Occupier sentiment has softened across most property sectors in the region, according to CBRE’s 2Q2025 report on the leasing market. The quarterly report was conducted between May and June.
In the office segment, leasing sentiment cooled due to the uncertain global business environment, with more occupiers seeing a decline in tenant enquiries. Survey results showed that 24% of respondents saw a fall in rents in 2Q2025, up from just 16% just three months prior. Similarly, just 26% of respondents saw an increase in office rents, compared to 38% in 1Q2024 before the Trump administration’s tariff announcements in April.
The retail sector received a similar response due to economic volatility surrounding the rebalancing of global trade policy. Sentiment in India and Korea remained relatively upbeat, according to the report. However, both markets also saw weakening occupier interest from the decline in site inspections.
Caution from retailers and landlords was also reflective of weaker rental expectations. Most regional retail markets saw sluggish rent increases and more balanced incentives, with the sole exception of Japan, which outperformed the regional average. CBRE expects rents to continue to grow in the country.

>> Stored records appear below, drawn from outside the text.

//! HTTP signal source.
//!
//! Polls `GET {api_base}/api/signal` and returns the decoded JSON body.

use std::time::Duration;

use async_trait::async_trait;
use reqwest::Client;
use serde_json::Value;

use super::{FetchError, SignalSource};

/// Path of the signal endpoint relative to the API base.
pub const SIGNAL_PATH: &str = "/api/signal";

/// Loopback API base used when nothing else is configured.
pub const DEFAULT_API_BASE: &str = "http://127.0.0.1:8000";

/// A source that fetches signal snapshots from the backend over HTTP.
///
/// The source itself does not bound the request; wrap calls in
/// [`super::fetch_bounded`] so every source shares the same timeout.
#[derive(Debug, Clone)]
pub struct HttpSource {
    client: Client,
    endpoint: String,
    description: String,
}

impl HttpSource {
    /// Create a source for the given API base with default client settings.
    pub fn new(api_base: &str) -> Result<Self, FetchError> {
        Self::builder().api_base(api_base).build()
    }

    /// Create a new builder for configuring the source.
    pub fn builder() -> HttpSourceBuilder {
        HttpSourceBuilder::default()
    }

    /// The full URL being polled.
    pub fn endpoint(&self) -> &str {
        &self.endpoint
    }
}

#[async_trait]
impl SignalSource for HttpSource {
    async fn fetch(&self) -> Result<Value, FetchError> {
        let response = self.client.get(&self.endpoint).send().await?;

        let status = response.status();
        if !status.is_success() {
            return Err(FetchError::Status(status.as_u16()));
        }

        let body: Value = response.json().await?;
        Ok(body)
    }

    fn description(&self) -> &str {
        &self.description
    }
}

/// Builder for [`HttpSource`].
#[derive(Debug, Default)]
pub struct HttpSourceBuilder {
    api_base: Option<String>,
    connect_timeout: Option<Duration>,
}

impl HttpSourceBuilder {
    /// Set the API base (e.g. "http://localhost:8000").
    pub fn api_base(mut self, api_base: impl Into<String>) -> Self {
        self.api_base = Some(api_base.into());
        self
    }

    /// Set the TCP connect timeout.
    pub fn connect_timeout(mut self, timeout: Duration) -> Self {
        self.connect_timeout = Some(timeout);
        self
    }

    /// Build the source.
    pub fn build(self) -> Result<HttpSource, FetchError> {
        let mut client = Client::builder().user_agent(concat!(
            env!("CARGO_PKG_NAME"),
            "/",
            env!("CARGO_PKG_VERSION")
        ));
        if let Some(timeout) = self.connect_timeout {
            client = client.connect_timeout(timeout);
        }
        let client = client.build()?;

        let api_base = self.api_base.unwrap_or_else(|| DEFAULT_API_BASE.to_string());
        let endpoint = endpoint_url(&api_base);

        Ok(HttpSource {
            client,
            description: format!("http: {}", endpoint),
            endpoint,
        })
    }
}

/// Join an API base and the signal path, tolerating a trailing slash.
pub fn endpoint_url(api_base: &str) -> String {
    format!("{}{}", api_base.trim_end_matches('/'), SIGNAL_PATH)
}

#[cfg(test)]
mod tests {
    use super::*;
    use crate::source::fetch_bounded;
    use serde_json::json;
    use wiremock::matchers::{method, path};
    use wiremock::{Mock, MockServer, ResponseTemplate};

    #[test]
    fn test_endpoint_url() {
        assert_eq!(endpoint_url("http://localhost:8000"), "http://localhost:8000/api/signal");
        assert_eq!(endpoint_url("http://localhost:8000/"), "http://localhost:8000/api/signal");
    }

    #[test]
    fn test_builder_defaults() {
        let source = HttpSource::builder().build().unwrap();
        assert_eq!(source.endpoint(), "http://127.0.0.1:8000/api/signal");
        assert_eq!(source.description(), "http: http://127.0.0.1:8000/api/signal");
    }

    #[tokio::test]
    async fn test_fetch_returns_body() {
        let server = MockServer::start().await;
        Mock::given(method("GET"))
            .and(path("/api/signal"))
            .respond_with(ResponseTemplate::new(200).set_body_json(json!({
                "sureness": 81.5,
                "action": "BUY"
            })))
            .mount(&server)
            .await;

        let source = HttpSource::new(&server.uri()).unwrap();
        let body = source.fetch().await.unwrap();
        assert_eq!(body["sureness"], json!(81.5));
        assert_eq!(body["action"], json!("BUY"));
    }

    #[tokio::test]
    async fn test_builder_with_connect_timeout() {
        let server = MockServer::start().await;
        Mock::given(method("GET"))
            .and(path("/api/signal"))
            .respond_with(ResponseTemplate::new(200).set_body_json(json!({"call": "BUY"})))
            .mount(&server)
            .await;

        let source = HttpSource::builder()
            .api_base(format!("{}/", server.uri()))
            .connect_timeout(Duration::from_millis(500))
            .build()
            .unwrap();
        assert_eq!(source.endpoint(), format!("{}/api/signal", server.uri()));
        assert_eq!(source.fetch().await.unwrap()["call"], json!("BUY"));
    }

    #[tokio::test]
    async fn test_fetch_bad_status() {
        let server = MockServer::start().await;
        Mock::given(method("GET"))
            .and(path("/api/signal"))
            .respond_with(ResponseTemplate::new(503))
            .mount(&server)
            .await;

        let source = HttpSource::new(&server.uri()).unwrap();
        assert_eq!(source.fetch().await, Err(FetchError::Status(503)));
    }

    #[tokio::test]
    async fn test_fetch_invalid_json() {
        let server = MockServer::start().await;
        Mock::given(method("GET"))
            .and(path("/api/signal"))
            .respond_with(ResponseTemplate::new(200).set_body_string("<html>oops</html>"))
            .mount(&server)
            .await;

        let source = HttpSource::new(&server.uri()).unwrap();
        assert!(matches!(source.fetch().await, Err(FetchError::Decode(_))));
    }

    #[tokio::test]
    async fn test_fetch_connection_refused() {
        // Bind then drop a listener so the port is closed
        let listener = std::net::TcpListener::bind("127.0.0.1:0").unwrap();
        let addr = listener.local_addr().unwrap();
        drop(listener);

        let source = HttpSource::new(&format!("http://{}", addr)).unwrap();
        assert!(source.fetch().await.is_err());
    }

    #[tokio::test]
    async fn test_slow_response_times_out() {
        let server = MockServer::start().await;
        Mock::given(method("GET"))
            .and(path("/api/signal"))
            .respond_with(
                ResponseTemplate::new(200)
                    .set_body_json(json!({}))
                    .set_delay(Duration::from_millis(500)),
            )
            .mount(&server)
            .await;

        let source = HttpSource::new(&server.uri()).unwrap();
        let result = fetch_bounded(&source, Duration::from_millis(50)).await;
        assert_eq!(result, Err(FetchError::Timeout));
    }
}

In the industrial and logistics sector, Greater China accounted for the bulk of the region’s slowdown, with tenant enquiries and inspections in the space seeing a significant decrease this quarter. CBRE attributes this to the cautious attitude occupiers have adopted amid trade disruptions.
Greater China also saw the lowest rental growth expectations as incentives continued to rise in the market. The occupiers’ appetite for expansion has also been diminished, with many seeking to consolidate their assets during this period of uncertainty.
CBRE’s Asia Pacific (APAC) market survey was conducted from May 20 to June 4. It was based on the 517 responses received from CBRE’s leasing market professionals across the APAC region.